This invention relates generally to radio frequency (RF) combiners and dividers and, in particular, to multi-band microwave RF combiners and dividers for antenna feed systems.
Two commonly used passive microwave devices for combining RF energy from different bands of wavelengths are a waveguide directional coupler and a turnstile combiner.
FIG. 1 shows the waveguide directional coupler, wherein two side-by-side waveguides 1 and 2 are coupled together using apertures 3. RF energy in a first band of wavelengths (f1) enters through Port-- 1 and RF energy in a second band of wavelengths (f2) enters through Port-- 2. In this example it is assumed that f2 is higher in frequency than f1 and, as a result, waveguide 2 has smaller dimensions than waveguide 1. The RF energy from the smaller waveguide 2 couples through the apertures 3 into the larger waveguide 1, but not vice versa. The end result is that the RF energy is combined, and both f1 and f2 exit through Port-- 3, with minimal f2 energy exiting through Port-- 4. An f1 matching iris (not shown) may be placed at Port-- 1 to mitigate the effect of apertures 3, which may cause some of the f1 energy to reflect back to Port-- 1.

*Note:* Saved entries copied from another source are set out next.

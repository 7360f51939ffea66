//! Route definitions for the `/transfers` resource.

use axum::routing::{get, post};
use axum::Router;

use crate::handlers::transfers;
use crate::state::AppState;

/// Routes mounted at `/transfers`.
///
/// ```text
/// GET  /              -> list_transfers
/// POST /              -> create_transfer
/// GET  /{id}          -> get_transfer
/// POST /{id}/accept   -> accept_transfer
/// POST /{id}/reject   -> reject_transfer
/// POST /{id}/cancel   -> cancel_transfer
/// ```
pub fn router() -> Router<AppState> {
    Router::new()
        .route(
            "/",
            get(transfers::list_transfers).post(transfers::create_transfer),
        )
        .route("/{id}", get(transfers::get_transfer))
        .route("/{id}/accept", post(transfers::accept_transfer))
        .route("/{id}/reject", post(transfers::reject_transfer))
        .route("/{id}/cancel", post(transfers::cancel_transfer))
}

FIG. 2 illustrates the conventional turnstile combiner. In this device a centrally placed waveguide 4 which supports energy in the band of wavelengths f1 defines the Port-- 1 and Port-- 3, as in FIG. 1. However, Port-- 2 and Port-- 4 are implemented as four symmetrically placed waveguides 5A-5D that feed energy in the band of wavelengths f2 into the central waveguide 4. In practice, the waveguides 5A-5D may be folded against the central waveguide 4. The central waveguide 4 may be a square waveguide, as shown, or could be a coaxial waveguide, or a circular waveguide. The RF energy for f2 enters through either the vertical pair of rectangular ports (Port-- 2) or through the horizontal pair of rectangular ports (Port-- 4), and exits through Port-- 3. Each pair of f2 ports can be viewed as a single port since a pair must be excited at a time to create the desired mode. As in the embodiment of FIG. 1, the RF energy for f2 is coupled into the larger waveguide 4 through holes or apertures 6.
General reference in this regard can be had by referring to the following two publications for showing a C/Ku dual band diplexer and a 4, 6 and 11 GHz combiner, respectively: M. Iida et al., "13 Meter C/Ku Dual Frequency Band Earth Station Antenna", NEC Res. & Develop., vol. 99, pp. 98-112, 1990; and E. T. Harkness, "A Network for Combining Radio Systems at 4, 6 and 11 kmc", The Bell System Tech. Journal, September 1959, pp. 1253-1267.

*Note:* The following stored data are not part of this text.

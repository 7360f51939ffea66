//! HTTP-level integration tests for registration, login, token refresh,
//! logout and admin user management.

mod common;

use axum::http::StatusCode;
use common::{
    body_json, create_user, delete_auth, expect_status, get_auth, post_json, post_json_auth,
    put_json_auth, user_with_token, TEST_PASSWORD,
};
use placement_core::roles::Role;
use sqlx::PgPool;

async fn login(app: axum::Router, username: &str, password: &str) -> axum::response::Response {
    post_json(
        app,
        "/api/v1/auth/login",
        serde_json::json!({ "username": username, "password": password }),
    )
    .await
}

// ---------------------------------------------------------------------------
// Registration
// ---------------------------------------------------------------------------

#[sqlx::test(migrations = "../db/migrations")]
async fn register_returns_tokens_for_self_service_role(pool: PgPool) {
    let app = common::build_test_app(pool);

    let body = serde_json::json!({
        "username": "gulf_sponsor",
        "email": "Sponsor@Example.com",
        "password": "a-long-enough-password",
        "role": "sponsor",
        "company_name": "Gulf Homes"
    });
    let json = expect_status(
        post_json(app, "/api/v1/auth/register", body).await,
        StatusCode::CREATED,
    )
    .await;

    assert!(json["data"]["access_token"].is_string());
    assert!(json["data"]["refresh_token"].is_string());
    assert_eq!(json["data"]["user"]["role"], "sponsor");
    assert_eq!(json["data"]["user"]["email"], "sponsor@example.com");
}

#[sqlx::test(migrations = "../db/migrations")]
async fn register_rejects_admin_role(pool: PgPool) {
    let app = common::build_test_app(pool);

    let body = serde_json::json!({
        "username": "sneaky",
        "email": "sneaky@example.com",
        "password": "a-long-enough-password",
        "role": "admin"
    });
    let json = expect_status(
        post_json(app, "/api/v1/auth/register", body).await,
        StatusCode::BAD_REQUEST,
    )
    .await;
    assert_eq!(json["code"], "VALIDATION_ERROR");
}

#[sqlx::test(migrations = "../db/migrations")]
async fn register_rejects_short_password(pool: PgPool) {
    let app = common::build_test_app(pool);

    let body = serde_json::json!({
        "username": "agent_one",
        "email": "agent@example.com",
        "password": "short",
        "role": "agent"
    });
    let response = post_json(app, "/api/v1/auth/register", body).await;
    assert_eq!(response.status(), StatusCode::BAD_REQUEST);
}

#[sqlx::test(migrations = "../db/migrations")]
async fn register_duplicate_username_is_conflict(pool: PgPool) {
    create_user(&pool, "taken", Role::Agent).await;
    let app = common::build_test_app(pool);

    let body = serde_json::json!({
        "username": "taken",
        "email": "other@example.com",
        "password": "a-long-enough-password",
        "role": "agent"
    });
    let json = expect_status(
        post_json(app, "/api/v1/auth/register", body).await,
        StatusCode::CONFLICT,
    )
    .await;
    assert_eq!(json["code"], "CONFLICT");
}

// ---------------------------------------------------------------------------
// Login, lockout, refresh, logout
// ---------------------------------------------------------------------------

#[sqlx::test(migrations = "../db/migrations")]
async fn login_success_returns_token_pair(pool: PgPool) {
    let user = create_user(&pool, "recruiter", Role::Recruitment).await;
    let app = common::build_test_app(pool);

    let json = expect_status(login(app, "recruiter", TEST_PASSWORD).await, StatusCode::OK).await;

    assert!(json["data"]["expires_in"].is_number());
    assert_eq!(json["data"]["user"]["id"], user.id);
    assert_eq!(json["data"]["user"]["role"], "recruitment");
}

#[sqlx::test(migrations = "../db/migrations")]
async fn login_wrong_password_and_unknown_user_are_401(pool: PgPool) {
    create_user(&pool, "agent", Role::Agent).await;
    let app = common::build_test_app(pool);

    let response = login(app.clone(), "agent", "wrong-password").await;
    assert_eq!(response.status(), StatusCode::UNAUTHORIZED);

    let response = login(app, "ghost", "whatever").await;
    assert_eq!(response.status(), StatusCode::UNAUTHORIZED);
}

#[sqlx::test(migrations = "../db/migrations")]
async fn five_failures_lock_the_account(pool: PgPool) {
    create_user(&pool, "forgetful", Role::Agent).await;
    let app = common::build_test_app(pool);

    for _ in 0..5 {
        let response = login(app.clone(), "forgetful", "wrong-password").await;
        assert_eq!(response.status(), StatusCode::UNAUTHORIZED);
    }

    // Even the right password is refused while locked.
    let json = expect_status(
        login(app, "forgetful", TEST_PASSWORD).await,
        StatusCode::FORBIDDEN,
    )
    .await;
    assert!(json["error"].as_str().unwrap().contains("locked"));
}

#[sqlx::test(migrations = "../db/migrations")]
async fn refresh_rotates_the_token(pool: PgPool) {
    create_user(&pool, "rotator", Role::Sponsor).await;
    let app = common::build_test_app(pool);

    let json = expect_status(
        login(app.clone(), "rotator", TEST_PASSWORD).await,
        StatusCode::OK,
    )
    .await;
    let refresh_token = json["data"]["refresh_token"].as_str().unwrap().to_string();

    let body = serde_json::json!({ "refresh_token": refresh_token });
    let refreshed = expect_status(
        post_json(app.clone(), "/api/v1/auth/refresh", body.clone()).await,
        StatusCode::OK,
    )
    .await;
    assert_ne!(refreshed["data"]["refresh_token"], refresh_token.as_str());

    // The old token was revoked by the rotation.
    let response = post_json(app, "/api/v1/auth/refresh", body).await;
    assert_eq!(response.status(), StatusCode::UNAUTHORIZED);
}

#[sqlx::test(migrations = "../db/migrations")]
async fn logout_revokes_refresh_tokens(pool: PgPool) {
    create_user(&pool, "leaver", Role::Agent).await;
    let app = common::build_test_app(pool);

    let json = expect_status(
        login(app.clone(), "leaver", TEST_PASSWORD).await,
        StatusCode::OK,
    )
    .await;
    let access = json["data"]["access_token"].as_str().unwrap();
    let refresh_token = json["data"]["refresh_token"].as_str().unwrap();

    let response = common::post_auth(app.clone(), "/api/v1/auth/logout", access).await;
    assert_eq!(response.status(), StatusCode::NO_CONTENT);

    let body = serde_json::json!({ "refresh_token": refresh_token });
    let response = post_json(app, "/api/v1/auth/refresh", body).await;
    assert_eq!(response.status(), StatusCode::UNAUTHORIZED);
}

#[sqlx::test(migrations = "../db/migrations")]
async fn me_returns_profile_with_role_name(pool: PgPool) {
    let (user, token) = user_with_token(&pool, "whoami", Role::Agent).await;
    let app = common::build_test_app(pool);

    let json = expect_status(get_auth(app, "/api/v1/auth/me", &token).await, StatusCode::OK).await;

    assert_eq!(json["data"]["id"], user.id);
    assert_eq!(json["data"]["role"], "agent");
    assert!(json["data"].get("password_hash").is_none());
}

#[sqlx::test(migrations = "../db/migrations")]
async fn garbage_token_is_rejected(pool: PgPool) {
    let app = common::build_test_app(pool);
    let response = get_auth(app, "/api/v1/auth/me", "not-a-jwt").await;
    assert_eq!(response.status(), StatusCode::UNAUTHORIZED);
}

// ---------------------------------------------------------------------------
// Admin user management
// ---------------------------------------------------------------------------

#[sqlx::test(migrations = "../db/migrations")]
async fn non_admin_cannot_list_users(pool: PgPool) {
    let (_, token) = user_with_token(&pool, "plain", Role::Sponsor).await;
    let app = common::build_test_app(pool);

    let response = get_auth(app, "/api/v1/admin/users", &token).await;
    assert_eq!(response.status(), StatusCode::FORBIDDEN);
}

#[sqlx::test(migrations = "../db/migrations")]
async fn admin_creates_lists_and_updates_users(pool: PgPool) {
    let (_, admin_token) = user_with_token(&pool, "root", Role::Admin).await;
    let app = common::build_test_app(pool);

    let body = serde_json::json!({
        "username": "new_agent",
        "email": "new_agent@example.com",
        "password": "a-long-enough-password",
        "role_id": 4
    });
    let created = expect_status(
        post_json_auth(app.clone(), "/api/v1/admin/users", body, &admin_token).await,
        StatusCode::CREATED,
    )
    .await;
    let id = created["data"]["id"].as_i64().unwrap();
    assert_eq!(created["data"]["role"], "agent");

    let listed = expect_status(
        get_auth(app.clone(), "/api/v1/admin/users?role_id=4", &admin_token).await,
        StatusCode::OK,
    )
    .await;
    assert_eq!(listed["data"]["total"], 1);

    let update = serde_json::json!({ "company_name": "Manila Staffing" });
    let updated = expect_status(
        put_json_auth(app, &format!("/api/v1/admin/users/{id}"), update, &admin_token).await,
        StatusCode::OK,
    )
    .await;
    assert_eq!(updated["data"]["company_name"], "Manila Staffing");
}

#[sqlx::test(migrations = "../db/migrations")]
async fn deactivated_user_cannot_log_in(pool: PgPool) {
    let (_, admin_token) = user_with_token(&pool, "root", Role::Admin).await;
    let target = create_user(&pool, "soon_gone", Role::Agent).await;
    let app = common::build_test_app(pool);

    let response = delete_auth(
        app.clone(),
        &format!("/api/v1/admin/users/{}", target.id),
        &admin_token,
    )
    .await;
    assert_eq!(response.status(), StatusCode::NO_CONTENT);

    let response = login(app, "soon_gone", TEST_PASSWORD).await;
    assert_eq!(response.status(), StatusCode::FORBIDDEN);
}

#[sqlx::test(migrations = "../db/migrations")]
async fn admin_cannot_deactivate_self(pool: PgPool) {
    let (admin, admin_token) = user_with_token(&pool, "root", Role::Admin).await;
    let app = common::build_test_app(pool);

    let response =
        delete_auth(app, &format!("/api/v1/admin/users/{}", admin.id), &admin_token).await;
    let json = body_json(response).await;
    assert_eq!(json["code"], "BAD_REQUEST");
}

#[sqlx::test(migrations = "../db/migrations")]
async fn admin_lists_seeded_roles(pool: PgPool) {
    let (_, admin_token) = user_with_token(&pool, "root", Role::Admin).await;
    let app = common::build_test_app(pool);

    let json = expect_status(
        get_auth(app, "/api/v1/admin/roles", &admin_token).await,
        StatusCode::OK,
    )
    .await;
    let names: Vec<&str> = json["data"]
        .as_array()
        .unwrap()
        .iter()
        .map(|r| r["name"].as_str().unwrap())
        .collect();
    assert_eq!(names, ["admin", "sponsor", "recruitment", "agent"]);
}

#[sqlx::test(migrations = "../db/migrations")]
async fn role_change_is_reflected_immediately(pool: PgPool) {
    let (_, admin_token) = user_with_token(&pool, "root", Role::Admin).await;
    let target = create_user(&pool, "switcher", Role::Agent).await;
    let app = common::build_test_app(pool);

    let update = serde_json::json!({ "role_id": 3 });
    let updated = expect_status(
        put_json_auth(
            app,
            &format!("/api/v1/admin/users/{}", target.id),
            update,
            &admin_token,
        )
        .await,
        StatusCode::OK,
    )
    .await;
    assert_eq!(updated["data"]["role"], "recruitment");
}

#[sqlx::test(migrations = "../db/migrations")]
async fn login_records_client_details_on_the_session(pool: PgPool) {
    let user = create_user(&pool, "traveller", Role::Sponsor).await;
    let app = common::build_test_app(pool.clone());

    let request = axum::http::Request::builder()
        .method("POST")
        .uri("/api/v1/auth/login")
        .header("content-type", "application/json")
        .header("user-agent", "placement-mobile/2.1")
        .header("x-forwarded-for", "203.0.113.7, 10.0.0.1")
        .body(axum::body::Body::from(
            serde_json::json!({ "username": "traveller", "password": TEST_PASSWORD }).to_string(),
        ))
        .unwrap();
    let response = tower::ServiceExt::oneshot(app, request).await.unwrap();
    assert_eq!(response.status(), StatusCode::OK);

    let (user_agent, ip): (Option<String>, Option<String>) = sqlx::query_as(
        "SELECT user_agent, ip_address FROM user_sessions WHERE user_id = $1",
    )
    .bind(user.id)
    .fetch_one(&pool)
    .await
    .unwrap();
    assert_eq!(user_agent.as_deref(), Some("placement-mobile/2.1"));
    assert_eq!(ip.as_deref(), Some("203.0.113.7"));
}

A problem is created when two frequency bands of interest are close to one another, such as when one wishes to use the X-band (7.25 GHz to 8.4 GHz) and the Ku-band (10.95 GHz to 14.5 GHz). The problem in a broadest aspect relates to providing a single passive combiner/divider having the necessary bandwidth to support operation in both bands, without introducing higher order modes that would adversely affect the operation of the upper band. The conventional aperture-coupled combiners that are known to the inventors do not exhibit the necessary bandwidth for this type of dual band operation.
It is a first object and advantage of this invention to provide a broad band microwave combiner/divider.
It is another object and advantage of this invention to provide a passive, broad band combiner/divider device that probe couples higher frequency RF energy from waveguides into and out of a common waveguide though which lower frequency RF energy propagates.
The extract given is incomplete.